In order to balance the game, therefore, you need to remove:
- Half-level bonus to attacks, skills, and defenses
- Enchantment bonus to attacks which scales every 5 levels
- Tier and level 4 and 8 stat increases.
So, to test:
Level 1,6,12,16,22,30:
Normal stat progression:
+intrinsic enchantment
l stat mod mod+half
1 18 +4 +4 +4
6 19 +4 +7 +9
12 21 +5 +11 +14
16 22 +6 +14 +18
22 24 +7 +18 +23
30 26 +8 +23 +29
By simply replacing half-level adjustments with stat-enchantment adjustments, you get a comfortable +15 bonus (which translates to +30 for stat) to play with by the end of epic. By replacing that and normal enchantment bonuses and level & tier upgrade stat bonuses, you get an even more absurd +21 bonus by the end of epic, which translates into upto +42 stat.
This, of course, leaves secondary effects and damage in question.

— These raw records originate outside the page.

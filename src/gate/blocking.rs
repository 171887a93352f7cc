//! Blocking classification
//!
//! Signals come from the HTTP status, response headers, and body markers.
//! Every matching signal is kept as evidence; the first classification seen
//! becomes the assessment's `blocking_type`.

use reqwest::header::HeaderMap;
use serde::{Deserialize, Serialize};
use std::fmt;

/// Bodies at or below this size are always scanned for challenge phrases;
/// larger 2xx bodies are ordinary pages that merely mention e.g. a captcha.
const SMALL_BODY_BYTES: usize = 4096;

/// Kind of blocking detected
#[derive(Debug, Clone, Copy, PartialEq, Eq, Hash, Serialize, Deserialize)]
pub enum BlockingType {
    #[serde(rename = "forbidden_403")]
    Forbidden403,
    #[serde(rename = "rate_limited_429")]
    RateLimited429,
    #[serde(rename = "service_unavailable_503")]
    ServiceUnavailable503,
    #[serde(rename = "cloudflare_protection")]
    CloudflareProtection,
    #[serde(rename = "captcha")]
    Captcha,
    #[serde(rename = "robots_disallowed")]
    RobotsDisallowed,
    #[serde(rename = "other")]
    Other,
}

impl BlockingType {
    pub fn to_db_string(&self) -> &'static str {
        match self {
            Self::Forbidden403 => "forbidden_403",
            Self::RateLimited429 => "rate_limited_429",
            Self::ServiceUnavailable503 => "service_unavailable_503",
            Self::CloudflareProtection => "cloudflare_protection",
            Self::Captcha => "captcha",
            Self::RobotsDisallowed => "robots_disallowed",
            Self::Other => "other",
        }
    }

    pub fn from_db_string(s: &str) -> Option<Self> {
        match s {
            "forbidden_403" => Some(Self::Forbidden403),
            "rate_limited_429" => Some(Self::RateLimited429),
            "service_unavailable_503" => Some(Self::ServiceUnavailable503),
            "cloudflare_protection" => Some(Self::CloudflareProtection),
            "captcha" => Some(Self::Captcha),
            "robots_disallowed" => Some(Self::RobotsDisallowed),
            "other" => Some(Self::Other),
            _ => None,
        }
    }

    /// True for signatures a headless browser may get past
    pub fn is_bot_protection(&self) -> bool {
        matches!(
            self,
            Self::Forbidden403 | Self::CloudflareProtection | Self::Captcha
        )
    }
}

impl fmt::Display for BlockingType {
    fn fmt(&self, f: &mut fmt::Formatter<'_>) -> fmt::Result {
        f.write_str(self.to_db_string())
    }
}

/// Outcome of the robots.txt check for the assessed URL
#[derive(Debug, Clone, Copy, PartialEq, Eq, Serialize, Deserialize, Default)]
#[serde(rename_all = "snake_case")]
pub enum RobotsDecision {
    Allowed,
    Disallowed,
    #[default]
    NotChecked,
}

impl RobotsDecision {
    pub fn to_db_string(&self) -> &'static str {
        match self {
            Self::Allowed => "allowed",
            Self::Disallowed => "disallowed",
            Self::NotChecked => "not_checked",
        }
    }

    pub fn from_db_string(s: &str) -> Option<Self> {
        match s {
            "allowed" => Some(Self::Allowed),
            "disallowed" => Some(Self::Disallowed),
            "not_checked" => Some(Self::NotChecked),
            _ => None,
        }
    }
}

/// Blocking verdict for one fetch
#[derive(Debug, Clone, PartialEq, Default, Serialize, Deserialize)]
pub struct BlockingAssessment {
    pub is_blocked: bool,
    pub blocking_type: Option<BlockingType>,
    pub evidence: Vec<String>,
    pub status_code: Option<u16>,
    pub robots_decision: RobotsDecision,
}

impl BlockingAssessment {
    /// An assessment with no blocking signals
    pub fn clear(status_code: Option<u16>, robots_decision: RobotsDecision) -> Self {
        Self {
            status_code,
            robots_decision,
            ..Default::default()
        }
    }

    /// Assessment for a URL robots.txt forbids; no request was made
    pub fn robots_disallowed(url: &str) -> Self {
        let mut assessment = Self::clear(None, RobotsDecision::Disallowed);
        assessment.record(
            BlockingType::RobotsDisallowed,
            format!("robots.txt disallows {}", url),
        );
        assessment
    }

    /// Adds a signal; the first one fixes the blocking type
    pub fn record(&mut self, kind: BlockingType, evidence: impl Into<String>) {
        self.is_blocked = true;
        if self.blocking_type.is_none() {
            self.blocking_type = Some(kind);
        }
        self.evidence.push(evidence.into());
    }
}

struct HeaderSignature {
    header: &'static str,
    /// Lowercase substring the value must contain; empty matches any value
    contains: &'static str,
    kind: BlockingType,
    /// Only counts on an error status
    error_only: bool,
}

const HEADER_SIGNATURES: &[HeaderSignature] = &[
    HeaderSignature {
        header: "cf-mitigated",
        contains: "",
        kind: BlockingType::CloudflareProtection,
        error_only: false,
    },
    HeaderSignature {
        header: "server",
        contains: "cloudflare",
        kind: BlockingType::CloudflareProtection,
        error_only: true,
    },
    HeaderSignature {
        header: "x-sucuri-block",
        contains: "",
        kind: BlockingType::Other,
        error_only: false,
    },
    HeaderSignature {
        header: "server",
        contains: "ddos-guard",
        kind: BlockingType::Other,
        error_only: true,
    },
    HeaderSignature {
        header: "x-datadome",
        contains: "",
        kind: BlockingType::Captcha,
        error_only: true,
    },
    HeaderSignature {
        header: "server",
        contains: "akamaighost",
        kind: BlockingType::Other,
        error_only: true,
    },
];

const BODY_MARKERS: &[(&str, BlockingType)] = &[
    ("cf-browser-verification", BlockingType::CloudflareProtection),
    ("checking your browser before accessing", BlockingType::CloudflareProtection),
    ("attention required! | cloudflare", BlockingType::CloudflareProtection),
    ("cf-challenge", BlockingType::CloudflareProtection),
    ("just a moment...", BlockingType::CloudflareProtection),
    ("g-recaptcha", BlockingType::Captcha),
    ("h-captcha", BlockingType::Captcha),
    ("cf-turnstile", BlockingType::Captcha),
    ("verify you are human", BlockingType::Captcha),
    ("verify you are a human", BlockingType::Captcha),
    ("are you a robot", BlockingType::Captcha),
    ("unusual traffic from your", BlockingType::Other),
    ("request blocked", BlockingType::Other),
    ("bot protection", BlockingType::Other),
    ("access denied", BlockingType::Other),
];

/// Classifies a response from its status, headers, and body
pub fn assess_response(
    status: u16,
    headers: &HeaderMap,
    body: &str,
    robots_decision: RobotsDecision,
) -> BlockingAssessment {
    let mut assessment = BlockingAssessment::clear(Some(status), robots_decision);
    let is_error = status >= 400;

    match status {
        403 => assessment.record(BlockingType::Forbidden403, "HTTP 403 Forbidden"),
        429 => assessment.record(BlockingType::RateLimited429, "HTTP 429 Too Many Requests"),
        503 => assessment.record(
            BlockingType::ServiceUnavailable503,
            "HTTP 503 Service Unavailable",
        ),
        _ => {}
    }

    for sig in HEADER_SIGNATURES {
        if sig.error_only && !is_error {
            continue;
        }
        let Some(value) = headers.get(sig.header).and_then(|v| v.to_str().ok()) else {
            continue;
        };
        if value.to_lowercase().contains(sig.contains) {
            assessment.record(sig.kind, format!("header {}: {}", sig.header, value));
        }
    }

    if !(200..300).contains(&status) || body.len() <= SMALL_BODY_BYTES {
        let lower = body.to_lowercase();
        for (marker, kind) in BODY_MARKERS {
            if lower.contains(marker) {
                assessment.record(*kind, format!("body marker: {}", marker));
            }
        }
    }

    assessment
}
//! AI → keyword → legacy extraction chain

use crate::breaker::{backoff_delay, BreakerError, CircuitBreaker, ErrorClass, MethodErrorHistory};
use crate::config::ExtractionConfig;
use crate::extraction::ai::{AiAnswer, AiBackend};
use crate::extraction::keyword::extract_keyword;
use crate::extraction::legacy::extract_legacy;
use crate::extraction::threshold::{adaptive_threshold, keyword_density};
use crate::extraction::{ExtractionMethod, ExtractionOutcome, NotFoundReason, ScheduleType};
use crate::frontier::KeywordSet;
use std::sync::Arc;
use tracing::{debug, warn};

/// Extra AI rounds after a rate-limit or timeout
const AI_BACKOFF_ROUNDS: u32 = 1;

/// Runs the extraction stages for one site session
///
/// Owns the session's error history, so AI that keeps failing one way is
/// skipped for the rest of the session.
pub struct ExtractionChain {
    ai: Option<Arc<dyn AiBackend>>,
    breaker: Arc<CircuitBreaker>,
    config: ExtractionConfig,
    keywords: Arc<KeywordSet>,
    history: MethodErrorHistory,
}

impl ExtractionChain {
    pub fn new(
        ai: Option<Arc<dyn AiBackend>>,
        breaker: Arc<CircuitBreaker>,
        config: ExtractionConfig,
        keywords: Arc<KeywordSet>,
    ) -> Self {
        Self {
            ai,
            breaker,
            config,
            keywords,
            history: MethodErrorHistory::new(),
        }
    }

    pub fn history(&self) -> &MethodErrorHistory {
        &self.history
    }

    /// Extracts one schedule type from a page
    ///
    /// `html` is the raw page, `text` its cleaned text. The first stage that
    /// finds something wins.
    pub async fn extract(
        &mut self,
        html: &str,
        text: &str,
        schedule_type: ScheduleType,
    ) -> ExtractionOutcome {
        let ai = self.try_ai(text, schedule_type).await;
        if ai.is_found() {
            return ai;
        }
        if let ExtractionOutcome::NotFound(reason) = &ai {
            debug!(%schedule_type, ?reason, "AI extraction gave no result, falling back");
        }

        if let Some(finding) = extract_keyword(html, schedule_type) {
            self.history.record_success(ExtractionMethod::Keyword);
            return ExtractionOutcome::Found {
                method: ExtractionMethod::Keyword,
                finding,
            };
        }

        if let Some(finding) = extract_legacy(html, schedule_type) {
            self.history.record_success(ExtractionMethod::Legacy);
            return ExtractionOutcome::Found {
                method: ExtractionMethod::Legacy,
                finding,
            };
        }

        ExtractionOutcome::NotFound(NotFoundReason::NoMatch)
    }

    /// The AI stage alone, with breaker, error-history and threshold checks
    pub async fn try_ai(&mut self, text: &str, schedule_type: ScheduleType) -> ExtractionOutcome {
        let Some(ai) = self.ai.clone() else {
            return skipped("no AI backend configured");
        };
        if self.history.should_skip(ExtractionMethod::Ai) {
            return skipped("AI skipped after repeated errors");
        }

        let mut round = 0;
        loop {
            let result = self.breaker.call(|| ai.analyze(text, schedule_type)).await;
            let (class, message) = match result {
                Ok(answer) => {
                    self.history.record_success(ExtractionMethod::Ai);
                    return self.judge(answer, text, schedule_type);
                }
                Err(BreakerError::Open(_)) => return skipped("AI circuit open"),
                Err(e @ BreakerError::Timeout { .. }) => (ErrorClass::Timeout, e.to_string()),
                Err(BreakerError::Failed(e)) => (e.class(), e.to_string()),
            };

            self.history.record_error(ExtractionMethod::Ai, class);
            warn!(%schedule_type, error = %message, "AI extraction failed");

            let transient = matches!(class, ErrorClass::RateLimited | ErrorClass::Timeout);
            if !transient
                || round >= AI_BACKOFF_ROUNDS
                || self.history.should_skip(ExtractionMethod::Ai)
            {
                return ExtractionOutcome::NotFound(NotFoundReason::Failed(message));
            }

            tokio::time::sleep(backoff_delay(class, round)).await;
            round += 1;
        }
    }

    /// Accepts an answer only at or above the page's adaptive threshold
    fn judge(&self, answer: AiAnswer, text: &str, schedule_type: ScheduleType) -> ExtractionOutcome {
        if !answer.found || answer.schedule_text.trim().is_empty() {
            return ExtractionOutcome::NotFound(NotFoundReason::NoMatch);
        }

        let terms: Vec<&str> = self
            .keywords
            .positive(schedule_type)
            .iter()
            .map(|k| k.keyword.as_str())
            .collect();
        let density = keyword_density(text, &terms);
        let threshold = adaptive_threshold(text, density, &self.config);

        let confidence = answer.confidence_pct();
        if f64::from(confidence) < threshold {
            debug!(%schedule_type, confidence, threshold, "AI answer below threshold");
            return ExtractionOutcome::NotFound(NotFoundReason::BelowThreshold {
                confidence,
                threshold,
            });
        }

        ExtractionOutcome::Found {
            method: ExtractionMethod::Ai,
            finding: answer.into_finding(),
        }
    }
}

fn skipped(reason: &str) -> ExtractionOutcome {
    ExtractionOutcome::NotFound(NotFoundReason::Skipped(reason.to_string()))
}

#[cfg(test)]
mod tests {
    use super::*;
    use crate::breaker::{BreakerConfig, OperationType};
    use crate::extraction::ai::AiError;
    use async_trait::async_trait;
    use std::sync::atomic::{AtomicU32, Ordering};
    use std::time::Duration;

    struct FixedAi {
        answer: Result<AiAnswer, String>,
        calls: AtomicU32,
    }

    impl FixedAi {
        fn answering(answer: AiAnswer) -> Arc<Self> {
            Arc::new(Self {
                answer: Ok(answer),
                calls: AtomicU32::new(0),
            })
        }

        fn malformed() -> Arc<Self> {
            Arc::new(Self {
                answer: Err("not json".to_string()),
                calls: AtomicU32::new(0),
            })
        }
    }

    #[async_trait]
    impl AiBackend for FixedAi {
        async fn analyze(&self, _text: &str, _t: ScheduleType) -> Result<AiAnswer, AiError> {
            self.calls.fetch_add(1, Ordering::SeqCst);
            self.answer.clone().map_err(AiError::Malformed)
        }
    }

    fn breaker(failure_threshold: u32) -> Arc<CircuitBreaker> {
        Arc::new(CircuitBreaker::new(
            OperationType::AiContentAnalysis,
            BreakerConfig {
                failure_threshold,
                recovery_timeout: Duration::from_secs(600),
                success_threshold: 1,
                request_timeout: Duration::from_secs(5),
                max_retries: 0,
                retry_delay: Duration::ZERO,
            },
        ))
    }

    fn chain(ai: Option<Arc<dyn AiBackend>>, breaker: Arc<CircuitBreaker>) -> ExtractionChain {
        ExtractionChain::new(
            ai,
            breaker,
            ExtractionConfig::default(),
            Arc::new(KeywordSet::fallback()),
        )
    }

    fn answer(confidence: f64) -> AiAnswer {
        AiAnswer {
            found: true,
            days: vec!["Saturday".to_string()],
            times: vec!["3pm".to_string()],
            frequency: None,
            schedule_text: "Saturday 3pm".to_string(),
            confidence,
        }
    }

    const PAGE: &str = "<body><h2>Confession</h2><p>Saturday 3pm to 4pm</p></body>";
    const TEXT: &str = "Confession\nSaturday 3pm to 4pm";

    #[tokio::test]
    async fn test_confident_ai_answer_wins() {
        let ai = FixedAi::answering(answer(95.0));
        let mut chain = chain(Some(ai.clone()), breaker(5));
        let outcome = chain.extract(PAGE, TEXT, ScheduleType::Reconciliation).await;

        match outcome {
            ExtractionOutcome::Found { method, finding } => {
                assert_eq!(method, ExtractionMethod::Ai);
                assert_eq!(finding.confidence, 95);
                assert_eq!(finding.schedule_text, "Saturday 3pm");
            }
            other => panic!("expected AI finding, got {:?}", other),
        }
        assert_eq!(ai.calls.load(Ordering::SeqCst), 1);
    }

    #[tokio::test]
    async fn test_low_confidence_ai_falls_back_to_keyword() {
        let mut chain = chain(Some(FixedAi::answering(answer(45.0))), breaker(5));
        assert!(matches!(
            chain.try_ai(TEXT, ScheduleType::Reconciliation).await,
            ExtractionOutcome::NotFound(NotFoundReason::BelowThreshold { confidence: 45, .. })
        ));

        let outcome = chain.extract(PAGE, TEXT, ScheduleType::Reconciliation).await;
        assert!(matches!(
            outcome,
            ExtractionOutcome::Found {
                method: ExtractionMethod::Keyword,
                ..
            }
        ));
    }

    #[tokio::test]
    async fn test_open_breaker_skips_ai_without_calling() {
        let ai = FixedAi::answering(answer(99.0));
        let b = breaker(1);
        b.record_failure(std::time::Instant::now());

        let mut chain = chain(Some(ai.clone()), b);
        let outcome = chain.try_ai(TEXT, ScheduleType::Reconciliation).await;
        assert!(matches!(
            outcome,
            ExtractionOutcome::NotFound(NotFoundReason::Skipped(_))
        ));
        assert_eq!(ai.calls.load(Ordering::SeqCst), 0);
    }

    #[tokio::test]
    async fn test_repeated_malformed_answers_stop_ai_calls() {
        let ai = FixedAi::malformed();
        let mut chain = chain(Some(ai.clone()), breaker(100));

        for _ in 0..6 {
            let outcome = chain.extract(PAGE, TEXT, ScheduleType::Reconciliation).await;
            assert!(outcome.is_found());
        }
        // Skipped once Parse failures exceed the AI threshold of 3
        assert_eq!(ai.calls.load(Ordering::SeqCst), 4);
        assert!(chain.history().should_skip(ExtractionMethod::Ai));
    }

    #[tokio::test]
    async fn test_nothing_found_anywhere() {
        let mut chain = chain(None, breaker(5));
        let outcome = chain
            .extract("<p>Parish picnic</p>", "Parish picnic", ScheduleType::Adoration)
            .await;
        assert_eq!(outcome, ExtractionOutcome::NotFound(NotFoundReason::NoMatch));
    }

    #[tokio::test]
    async fn test_not_found_answer_is_no_match() {
        let mut chain = chain(
            Some(FixedAi::answering(AiAnswer::default())),
            breaker(5),
        );
        assert_eq!(
            chain.try_ai(TEXT, ScheduleType::Mass).await,
            ExtractionOutcome::NotFound(NotFoundReason::NoMatch)
        );
    }
}
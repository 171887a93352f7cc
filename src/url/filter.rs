use crate::url::domain::registrable_domain;
use url::Url;

/// File extensions that never hold schedule text
const STATIC_EXTENSIONS: &[&str] = &[
    "jpg", "jpeg", "png", "gif", "svg", "webp", "ico", "bmp", "tif", "tiff", "css", "js", "json",
    "xml", "pdf", "doc", "docx", "xls", "xlsx", "ppt", "pptx", "zip", "rar", "gz", "tar", "mp3",
    "mp4", "m4a", "mov", "avi", "wav", "webm", "woff", "woff2", "ttf", "eot", "ics",
];

/// Path segments for admin, auth, checkout and social-sharing areas
const EXCLUDED_SEGMENTS: &[&str] = &[
    "admin",
    "wp-admin",
    "wp-login.php",
    "login",
    "logout",
    "signin",
    "sign-in",
    "signup",
    "sign-up",
    "register",
    "account",
    "my-account",
    "cart",
    "checkout",
    "basket",
    "share",
    "sharer",
    "sharer.php",
    "feed",
    "wp-json",
    "xmlrpc.php",
];

/// Why a discovered link was dropped
#[derive(Debug, Clone, Copy, PartialEq, Eq)]
pub enum LinkRejection {
    UnsupportedScheme,
    OffDomain,
    StaticAsset,
    ExcludedPath,
}

/// Decides whether a link is worth queueing for a site
///
/// # Arguments
///
/// * `url` - The normalized link
/// * `site_domain` - The site's registrable domain
///
/// # Returns
///
/// * `None` - The link passes every filter
/// * `Some(LinkRejection)` - The first filter the link failed
pub fn link_rejection(url: &Url, site_domain: &str) -> Option<LinkRejection> {
    if url.scheme() != "http" && url.scheme() != "https" {
        return Some(LinkRejection::UnsupportedScheme);
    }

    match url.host_str() {
        Some(host) if registrable_domain(host) == site_domain => {}
        _ => return Some(LinkRejection::OffDomain),
    }

    let path = url.path().to_lowercase();

    if let Some(last) = path.rsplit('/').next() {
        if let Some((_, ext)) = last.rsplit_once('.') {
            if STATIC_EXTENSIONS.contains(&ext) {
                return Some(LinkRejection::StaticAsset);
            }
        }
    }

    if path
        .split('/')
        .any(|segment| EXCLUDED_SEGMENTS.contains(&segment))
    {
        return Some(LinkRejection::ExcludedPath);
    }

    None
}

/// Convenience wrapper over [`link_rejection`]
pub fn is_crawlable_link(url: &Url, site_domain: &str) -> bool {
    link_rejection(url, site_domain).is_none()
}

#[cfg(test)]
mod tests {
    use super::*;

    fn check(url: &str) -> Option<LinkRejection> {
        link_rejection(&Url::parse(url).unwrap(), "stmary.org")
    }

    #[test]
    fn test_accepts_schedule_pages() {
        assert_eq!(check("https://stmary.org/confession-times"), None);
        assert_eq!(check("https://www.stmary.org/sacraments/adoration"), None);
        assert_eq!(check("http://events.stmary.org/mass.html"), None);
    }

    #[test]
    fn test_rejects_off_domain() {
        assert_eq!(
            check("https://facebook.com/stmary"),
            Some(LinkRejection::OffDomain)
        );
    }

    #[test]
    fn test_rejects_static_assets() {
        assert_eq!(
            check("https://stmary.org/bulletin/2024.pdf"),
            Some(LinkRejection::StaticAsset)
        );
        assert_eq!(
            check("https://stmary.org/img/LOGO.PNG"),
            Some(LinkRejection::StaticAsset)
        );
    }

    #[test]
    fn test_rejects_admin_and_checkout() {
        assert_eq!(
            check("https://stmary.org/wp-admin/options.php"),
            Some(LinkRejection::ExcludedPath)
        );
        assert_eq!(
            check("https://stmary.org/shop/checkout"),
            Some(LinkRejection::ExcludedPath)
        );
        assert_eq!(
            check("https://stmary.org/login"),
            Some(LinkRejection::ExcludedPath)
        );
    }

    #[test]
    fn test_rejects_unsupported_scheme() {
        assert_eq!(
            check("mailto:office@stmary.org"),
            Some(LinkRejection::UnsupportedScheme)
        );
    }
}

Consider the Ardent's Demoralizing Strike, Agument 2: Hit: 1[W] + Charisma modifier damage, and the target takes a penalty to all defenses equal to 1 + your Constitution modifier until the end of your next turn.
By epic levels, that debuff instead of being a -8 (at 22) will be a -23. I wish I could say it make a different in the balance of the power, but given typical accuracy, the debuff doesn't need to stretch more than around a -8 or so. (-8 to 12, depending on character builds...)
You'll also have problems with powers like "Drunken Monkey":
Hit: 1d8 + Dexterity modifier damage, and you slide the target 1 square. The target then makes a melee basic attack as a free action against one enemy of your choice. The target gains a bonus to the attack roll equal to your Wisdom modifier.
Or "go ahead, autohit." Still, +8 guarentees about the same thing.
The real problem is when you apply the modifier to damage. Consider the Artificer's magic weapon:
Hit: 1[W] + Intelligence modifier damage, and each ally adjacent to you gains a +1 power bonus to attack rolls and a power bonus to damage rolls equal to your Constitution modifier or your Wisdom modifier until the end of your next turn.
+23 to damage as a bonus... is gamebreakingly silly.
There is a solution however.
You must also scale up monster hitpoints
Average Monster HP is (8*level+24) And an average striker should take down the monster in 4 rounds. Therefore, we can derive at each of the key levels, the damage delta and make retroactive changes to monster HP.
Happily, there is already a normalized equation for expected striker output here.
We must consider:
Non striker minimum output of Level+3
Striker average output of 2*Level+6
Broken output of 4*level+12
This mod functionally applies half-level to damage... Computing that on top of striker *2
Therefore:
lvl 1* 2* 4* mod
1 4 8 16 8
6 9 18 36 21
12 15 30 60 36
16 19 38 76 46
22 25 50 100 66
30 33 66 132 81
While that doesn't increase the brokeness (beware of multi-attackers, BEWARE!), it does suggest that a monster requires 12 more HP at level 6, and 24 at 12.
In conclusion
Remove all normal sources of bonus in the game that would otherwise be covered by intrinsic enchantment modifiers (the +1..+6 of items) except for heavy armor, the half-level modifiers to skills, defenses, and attacks, and the tier and level based bonuses to stat. Replace these with your house-ruled item based bonuses. You will need to increase MM3 monster HP by roughly Level*2, but testing is required to see if that is the case. You will need to deal with extra sources of scaling damage beyond that in some kind of systematic way. I recommend testing combats at each level at this starting modifier and measuring how long it takes for characters to drop a monster, then adjust HP accordingly so it lasts the expected number of rounds.